I can deal with this issue!

MaoFuyou commented 4 months ago

I can figure out training phase is correct but the evalution phase is something wrong:

发生异常: AssertionError input feature has wrong size File "/root/commonfiles/Maoeyu/MRI-PET-diffu/network/nnFormer.py", line 350, in forward assert L == S H W, "input feature has wrong size" File "/root/commonfiles/Maoeyu/MRI-PET-diffu/network/Diffusion_model_transformer.py", line 274, in _forward h = blk(h) File "/root/commonfiles/Maoeyu/MRI-PET-diffu/network/util_network.py", line 138, in checkpoint return func(inputs) File "/root/commonfiles/Maoeyu/MRI-PET-diffu/network/Diffusion_model_transformer.py", line 251, in forward return checkpoint( File "/root/commonfiles/Maoeyu/MRI-PET-diffu/network/Diffusion_model_transformer.py", line 44, in forward x = layer(x, emb) File "/root/commonfiles/Maoeyu/MRI-PET-diffu/network/Diffusion_model_transformer.py", line 598, in forward h = module(h, emb) File "/root/commonfiles/Maoeyu/MRI-PET-diffu/diffusion/respace.py", line 123, in call return self.model(x, new_ts, kwargs) File "/root/commonfiles/Maoeyu/MRI-PET-diffu/diffusion/GaussianDiffusion.py", line 322, in p_mean_variance model_output = model(x_input, self._scale_timesteps(t), model_kwargs) File "/root/commonfiles/Maoeyu/MRI-PET-diffu/diffusion/respace.py", line 92, in p_mean_variance return super().p_mean_variance(self._wrap_model(model), args, **kwargs) File "/root/commonfiles/Maoeyu/MRI-PET-diffu/diffusion/GaussianDiffusion.py", line 481, in p_sample out = self.p_mean_variance( File "/root/commonfiles/Maoeyu/MRI-PET-diffu/diffusion/GaussianDiffusion.py", line 586, in p_sample_loop_progressive out = self.p_sample( File "/root/commonfiles/Maoeyu/MRI-PET-diffu/diffusion/GaussianDiffusion.py", line 533, in p_sample_loop for sample in self.p_sample_loop_progressive( File "/root/commonfiles/Maoeyu/MRI-PET-diffu/main.py", line 406, in diffusion_sampling sampled_images = diffusion.p_sample_loop(model,(condition.shape[0], 1, File "/root/commonfiles/Maoeyu/MRI-PET-diffu/main.py", line 429, in evaluate sampled_images = inferer(condition,diffusion_sampling,model) File "/root/commonfiles/Maoeyu/MRI-PET-diffu/main.py", line 517, in average_loss,average_mae,average_psnr,average_ssim,average_ncc = evaluate(A_to_B_model,epoch,path,test_loader1,best_loss) AssertionError: input feature has wrong size

shaoyanpan commented 4 months ago

Weird, this error occurs when your input image size (patch_size) is not large enough. But if you are good in training, you should be also good in testing. Can you try patch_size = (64x64x8)?

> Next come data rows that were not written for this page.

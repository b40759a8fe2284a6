//! Drives the article outline through the generation client.
//!
//! A failing section never aborts the repository: it is recorded as
//! [`GenerationResult::Failed`] and rendered as a placeholder, so the article
//! always carries every planned heading.

use devlog_shared::{GenerationError, RepositoryRecord};
use tracing::{debug, info, instrument, warn};

use crate::llm::GenerationClient;
use crate::prompt::PromptVars;
use crate::sections::{self, SectionKind, SectionSpec, TITLE_MAX_TOKENS, TITLE_TEMPLATE};

// ---------------------------------------------------------------------------
// Results
// ---------------------------------------------------------------------------

/// Why a section has no generated content.
#[derive(Debug, Clone, PartialEq, Eq)]
pub enum FailureReason {
    /// The client gave up.
    Exhausted {
        attempts: u32,
        last_error: GenerationError,
    },
    /// The template could not be rendered; no request was made.
    InvalidPrompt(String),
}

/// Outcome of one (repository, section) generation.
#[derive(Debug, Clone, PartialEq, Eq)]
pub enum GenerationResult {
    Success(String),
    Failed(FailureReason),
}

impl GenerationResult {
    pub fn is_success(&self) -> bool {
        matches!(self, Self::Success(_))
    }
}

/// Placeholder body for a section that could not be generated.
pub fn placeholder(kind: SectionKind, reason: &FailureReason) -> String {
    match reason {
        FailureReason::Exhausted { attempts, .. } => {
            format!("[Failed to generate content for {kind} after {attempts} attempts]")
        }
        FailureReason::InvalidPrompt(message) => {
            format!("[Failed to generate content for {kind}: {message}]")
        }
    }
}

/// A section ready for assembly.
#[derive(Debug, Clone, PartialEq, Eq)]
pub struct GeneratedSection {
    pub kind: SectionKind,
    pub heading: &'static str,
    pub result: GenerationResult,
}

impl GeneratedSection {
    /// Generated content, or the placeholder.
    pub fn body(&self) -> String {
        match &self.result {
            GenerationResult::Success(content) => content.trim().to_string(),
            GenerationResult::Failed(reason) => placeholder(self.kind, reason),
        }
    }
}

/// Title used when generation fails or returns nothing usable.
pub fn fallback_title(repo_name: &str) -> String {
    format!("Building {repo_name}: A Developer's Journey")
}

/// Trim whitespace and one layer of surrounding quotes.
fn clean_title(raw: &str) -> String {
    let line = raw.trim().lines().next().unwrap_or_default().trim();
    line.trim_matches(|c| matches!(c, '"' | '\'' | '\u{201c}' | '\u{201d}'))
        .trim()
        .to_string()
}

// ---------------------------------------------------------------------------
// SectionGenerator
// ---------------------------------------------------------------------------

#[derive(Debug, Clone)]
pub struct SectionGenerator {
    client: GenerationClient,
}

impl SectionGenerator {
    pub fn new(client: GenerationClient) -> Self {
        Self { client }
    }

    pub fn client(&self) -> &GenerationClient {
        &self.client
    }

    /// Generate the article title, falling back to a fixed pattern.
    #[instrument(skip_all, fields(repo = %repo.name))]
    pub async fn generate_title(&self, repo: &RepositoryRecord) -> String {
        let vars = PromptVars::for_repository(repo);
        let prompt = match TITLE_TEMPLATE.render(&vars) {
            Ok(prompt) => prompt,
            Err(e) => {
                warn!(error = %e, "title prompt invalid, using fallback");
                return fallback_title(&repo.name);
            }
        };

        match self.client.complete(&prompt, TITLE_MAX_TOKENS).await {
            Ok(raw) => {
                let title = clean_title(&raw);
                if title.is_empty() {
                    fallback_title(&repo.name)
                } else {
                    title
                }
            }
            Err(e) => {
                warn!(error = %e, "title generation failed, using fallback");
                fallback_title(&repo.name)
            }
        }
    }

    /// Generate every planned section plus the conclusion, strictly in order.
    #[instrument(skip_all, fields(repo = %repo.name))]
    pub async fn generate_sections(&self, repo: &RepositoryRecord) -> Vec<GeneratedSection> {
        let vars = PromptVars::for_repository(repo);
        let mut out = Vec::new();

        for spec in sections::plan() {
            let result = self.generate_section(&spec, &vars).await;
            out.push(GeneratedSection {
                kind: spec.kind,
                heading: spec.heading,
                result,
            });
        }

        let failed = out.iter().filter(|s| !s.result.is_success()).count();
        info!(sections = out.len(), failed, "sections generated");
        out
    }

    /// Render and complete a single section.
    pub async fn generate_section(&self, spec: &SectionSpec, vars: &PromptVars) -> GenerationResult {
        let prompt = match spec.template.render(vars) {
            Ok(prompt) => prompt,
            Err(e) => {
                warn!(section = %spec.kind, error = %e, "section prompt invalid");
                return GenerationResult::Failed(FailureReason::InvalidPrompt(e.to_string()));
            }
        };

        match self.client.complete(&prompt, spec.max_tokens).await {
            Ok(content) => {
                debug!(section = %spec.kind, chars = content.len(), "section generated");
                GenerationResult::Success(content)
            }
            Err(exhausted) => {
                warn!(section = %spec.kind, error = %exhausted, "section generation failed");
                GenerationResult::Failed(FailureReason::Exhausted {
                    attempts: exhausted.attempts,
                    last_error: exhausted.last_error,
                })
            }
        }
    }
}

#[cfg(test)]
mod tests {
    use super::*;
    use crate::prompt::PromptTemplate;
    use crate::retry::{Backoff, RetryPolicy};
    use crate::testing::{ScriptedBackend, sample_repo};
    use std::sync::Arc;
    use std::time::Duration;

    fn generator(backend: Arc<ScriptedBackend>, attempts: u32) -> SectionGenerator {
        SectionGenerator::new(GenerationClient::new(
            backend,
            RetryPolicy::new(attempts, Backoff::Fixed(Duration::ZERO)),
        ))
    }

    #[tokio::test]
    async fn all_sections_succeed_in_order() {
        let backend = Arc::new(ScriptedBackend::always("body text"));
        let sections = generator(backend.clone(), 3)
            .generate_sections(&sample_repo("devlog"))
            .await;

        assert_eq!(sections.len(), 5);
        assert!(sections.iter().all(|s| s.body() == "body text"));
        assert_eq!(sections[4].kind, SectionKind::Conclusion);
        assert_eq!(backend.calls(), 5);

        let prompts = backend.prompts();
        assert!(prompts[0].contains("opening of a blog post about devlog"));
        assert!(prompts[4].contains("forward-looking conclusion"));
    }

    #[tokio::test]
    async fn total_failure_still_yields_every_heading() {
        let backend = Arc::new(ScriptedBackend::always_failing(GenerationError::Network(
            "down".into(),
        )));
        let sections = generator(backend.clone(), 3)
            .generate_sections(&sample_repo("devlog"))
            .await;

        assert_eq!(sections.len(), 5);
        assert_eq!(backend.calls(), 15);
        assert_eq!(
            sections[0].body(),
            "[Failed to generate content for introduction after 3 attempts]"
        );
        assert_eq!(
            sections[4].body(),
            "[Failed to generate content for conclusion after 3 attempts]"
        );
    }

    #[tokio::test]
    async fn one_failure_does_not_stop_later_sections() {
        let backend = Arc::new(ScriptedBackend::new(
            vec![
                Ok("intro".into()),
                Err(GenerationError::Rejected {
                    status: 400,
                    body: "too long".into(),
                }),
                Ok("tech".into()),
                Ok("lessons".into()),
                Ok("next".into()),
            ],
            Ok("unused".into()),
        ));
        let sections = generator(backend.clone(), 3)
            .generate_sections(&sample_repo("devlog"))
            .await;

        let bodies: Vec<_> = sections.iter().map(GeneratedSection::body).collect();
        assert_eq!(bodies[0], "intro");
        assert_eq!(
            bodies[1],
            "[Failed to generate content for research after 1 attempts]"
        );
        assert_eq!(bodies[2], "tech");
        assert_eq!(bodies[4], "next");
        assert_eq!(backend.calls(), 5);
    }

    #[tokio::test]
    async fn invalid_prompt_fails_without_calling_backend() {
        let backend = Arc::new(ScriptedBackend::always("never"));
        let spec = SectionSpec {
            kind: SectionKind::Technical,
            heading: "## Under the Hood",
            template: PromptTemplate::new("broken", "About {name} using {stack}"),
            max_tokens: 10,
        };
        let vars = PromptVars::for_repository(&sample_repo("devlog"));
        let result = generator(backend.clone(), 3).generate_section(&spec, &vars).await;

        match result {
            GenerationResult::Failed(FailureReason::InvalidPrompt(msg)) => {
                assert!(msg.contains("stack"))
            }
            other => panic!("expected InvalidPrompt, got {other:?}"),
        }
        assert_eq!(backend.calls(), 0);
    }

    #[tokio::test]
    async fn title_is_unquoted() {
        let backend = Arc::new(ScriptedBackend::always("  \"Weekend Hack: How I Built devlog\"\n"));
        let title = generator(backend, 1).generate_title(&sample_repo("devlog")).await;
        assert_eq!(title, "Weekend Hack: How I Built devlog");
    }

    #[tokio::test]
    async fn title_falls_back_on_failure() {
        let backend = Arc::new(ScriptedBackend::always_failing(GenerationError::Timeout(
            "60s".into(),
        )));
        let title = generator(backend, 2).generate_title(&sample_repo("devlog")).await;
        assert_eq!(title, "Building devlog: A Developer's Journey");
    }

    #[test]
    fn clean_title_variants() {
        assert_eq!(clean_title("'Quoted'"), "Quoted");
        assert_eq!(clean_title("\u{201c}Curly\u{201d}"), "Curly");
        assert_eq!(clean_title("First line\nSecond"), "First line");
        assert_eq!(clean_title("  \"\" "), "");
    }
}
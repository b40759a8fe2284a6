//! Reading-time estimate for rendered Markdown.

use std::sync::LazyLock;

use regex::Regex;

static FENCED_CODE: LazyLock<Regex> =
    LazyLock::new(|| Regex::new(r"(?s)```.*?```").expect("fenced code pattern is valid"));
static IMAGE: LazyLock<Regex> =
    LazyLock::new(|| Regex::new(r"!\[[^\]]*\]\([^)]*\)").expect("image pattern is valid"));
static LINK: LazyLock<Regex> =
    LazyLock::new(|| Regex::new(r"\[([^\]]*)\]\([^)]*\)").expect("link pattern is valid"));
static INLINE_CODE: LazyLock<Regex> =
    LazyLock::new(|| Regex::new(r"`[^`]*`").expect("inline code pattern is valid"));

/// Whole minutes plus leftover seconds.
#[derive(Debug, Clone, Copy, PartialEq, Eq)]
pub struct ReadingTime {
    pub minutes: u64,
    pub seconds: u64,
}

impl ReadingTime {
    /// Estimate for `markdown` at `words_per_minute` (treated as at least 1).
    pub fn estimate(markdown: &str, words_per_minute: u32) -> Self {
        let words = count_words(markdown);
        let wpm = u64::from(words_per_minute.max(1));
        let total_seconds = words * 60 / wpm;
        Self {
            minutes: total_seconds / 60,
            seconds: total_seconds % 60,
        }
    }
}

impl std::fmt::Display for ReadingTime {
    fn fmt(&self, f: &mut std::fmt::Formatter<'_>) -> std::fmt::Result {
        let mut parts = Vec::new();
        if self.minutes > 0 {
            parts.push(plural(self.minutes, "minute"));
        }
        if self.seconds > 0 {
            parts.push(plural(self.seconds, "second"));
        }
        if parts.is_empty() {
            f.write_str("Less than a minute")
        } else {
            f.write_str(&parts.join(" "))
        }
    }
}

fn plural(n: u64, unit: &str) -> String {
    if n == 1 {
        format!("{n} {unit}")
    } else {
        format!("{n} {unit}s")
    }
}

/// Words left after stripping code, images and link targets.
pub fn count_words(markdown: &str) -> u64 {
    let text = FENCED_CODE.replace_all(markdown, " ");
    let text = IMAGE.replace_all(&text, " ");
    let text = LINK.replace_all(&text, "$1");
    let text = INLINE_CODE.replace_all(&text, " ");
    text.split_whitespace().count() as u64
}
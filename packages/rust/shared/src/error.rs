//! Error types for devlog.
//!
//! Library crates use [`DevlogError`] via `thiserror`.
//! The CLI wraps this with `color-eyre` for rich diagnostics.

use std::path::PathBuf;

/// Top-level error type for all devlog operations.
#[derive(Debug, thiserror::Error)]
pub enum DevlogError {
    /// Configuration loading or validation error.
    #[error("config error: {message}")]
    Config { message: String },

    /// Network/HTTP error talking to the repository host.
    #[error("network error: {0}")]
    Network(String),

    /// Text generation backend error.
    #[error("generation error: {0}")]
    Generation(#[from] GenerationError),

    /// Structured input (commit log, API payload) did not match its schema.
    #[error("parse error: {message}")]
    Parse { message: String },

    /// Tag store or artifact persistence error.
    #[error("persistence error: {message}")]
    Persistence { message: String },

    /// Filesystem I/O error.
    #[error("I/O error at {path:?}: {source}")]
    Io {
        path: PathBuf,
        source: std::io::Error,
    },

    /// Data validation error (missing template variables, invalid keys, etc.).
    #[error("validation error: {message}")]
    Validation { message: String },
}

/// Convenience alias used throughout the codebase.
pub type Result<T> = std::result::Result<T, DevlogError>;

impl DevlogError {
    /// Create a config error from any displayable message.
    pub fn config(msg: impl Into<String>) -> Self {
        Self::Config {
            message: msg.into(),
        }
    }

    /// Create a parse error from any displayable message.
    pub fn parse(msg: impl Into<String>) -> Self {
        Self::Parse {
            message: msg.into(),
        }
    }

    /// Create a persistence error from any displayable message.
    pub fn persistence(msg: impl Into<String>) -> Self {
        Self::Persistence {
            message: msg.into(),
        }
    }

    /// Create a validation error from any displayable message.
    pub fn validation(msg: impl Into<String>) -> Self {
        Self::Validation {
            message: msg.into(),
        }
    }

    /// Wrap a `std::io::Error` with a path for context.
    pub fn io(path: impl Into<PathBuf>, source: std::io::Error) -> Self {
        Self::Io {
            path: path.into(),
            source,
        }
    }
}

/// Failure of a single call to the text generation backend.
#[derive(Debug, Clone, PartialEq, Eq, thiserror::Error)]
pub enum GenerationError {
    /// Backend unreachable, connection reset, or a 5xx response.
    #[error("backend unreachable: {0}")]
    Network(String),

    /// The request exceeded its timeout.
    #[error("request timed out: {0}")]
    Timeout(String),

    /// Backend throttled the request (HTTP 429).
    #[error("rate limited{}", retry_suffix(.retry_after_secs))]
    RateLimited { retry_after_secs: Option<u64> },

    /// Success status but the payload had no usable content field.
    #[error("malformed response: {0}")]
    MalformedResponse(String),

    /// Backend refused the request (4xx other than 429).
    #[error("request rejected with HTTP {status}: {body}")]
    Rejected { status: u16, body: String },
}

fn retry_suffix(retry_after_secs: &Option<u64>) -> String {
    retry_after_secs
        .map(|s| format!(" (retry after {s}s)"))
        .unwrap_or_default()
}

impl GenerationError {
    /// Whether another attempt may succeed.
    pub fn is_retryable(&self) -> bool {
        !matches!(self, Self::Rejected { .. })
    }
}

#[cfg(test)]
mod tests {
    use super::*;

    #[test]
    fn error_display_formatting() {
        let err = DevlogError::config("missing API key");
        assert_eq!(err.to_string(), "config error: missing API key");

        let err = DevlogError::validation("missing variables: readme");
        assert!(err.to_string().contains("readme"));
    }

    #[test]
    fn generation_error_wraps_into_devlog_error() {
        let err: DevlogError = GenerationError::Timeout("60s".into()).into();
        assert_eq!(err.to_string(), "generation error: request timed out: 60s");
    }

    #[test]
    fn rate_limited_display_includes_retry_after() {
        let err = GenerationError::RateLimited {
            retry_after_secs: Some(30),
        };
        assert_eq!(err.to_string(), "rate limited (retry after 30s)");

        let err = GenerationError::RateLimited {
            retry_after_secs: None,
        };
        assert_eq!(err.to_string(), "rate limited");
    }

    #[test]
    fn only_rejections_are_final() {
        assert!(GenerationError::Network("reset".into()).is_retryable());
        assert!(GenerationError::Timeout("60s".into()).is_retryable());
        assert!(GenerationError::MalformedResponse("no choices".into()).is_retryable());
        assert!(
            GenerationError::RateLimited {
                retry_after_secs: None
            }
            .is_retryable()
        );
        assert!(
            !GenerationError::Rejected {
                status: 401,
                body: "bad key".into()
            }
            .is_retryable()
        );
    }
}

MaoFuyou commented 4 months ago

Ok I try it!

MaoFuyou commented 4 months ago

Oh no! 64648 and batch_size is 2 is out of CUDA memory . Is there any other option?

shaoyanpan commented 4 months ago

so you are good in 64x64x8? Then I suggest you use batch=1, so you can also try patch_size = (32x32x8)

MaoFuyou commented 4 months ago

Ok I am tring !

MaoFuyou commented 4 months ago

50136 Oh no it still has something wrong!

shaoyanpan commented 4 months ago

I know what happen. The network is too deep to downsample the input into non-dividible features. In the building network block in the jupyter, try:

num_channels=64 attention_resolutions="16,8" channel_mult = (1, 2, 3) num_heads=[4,4,8] window_size = [[4,4,4],[4,4,4],[4,4,2]] num_res_blocks = [2,2,2] sample_kernel=([2,2,2],[2,2,1],[2,2,1]),

Here I reduce the network depth from 4 to 3. Try this with 32x32x4 patch size. When you have larger gpu, increase the depth again.

MaoFuyou commented 4 months ago

It is sad! I have reduce the network depth from 4 to 3 .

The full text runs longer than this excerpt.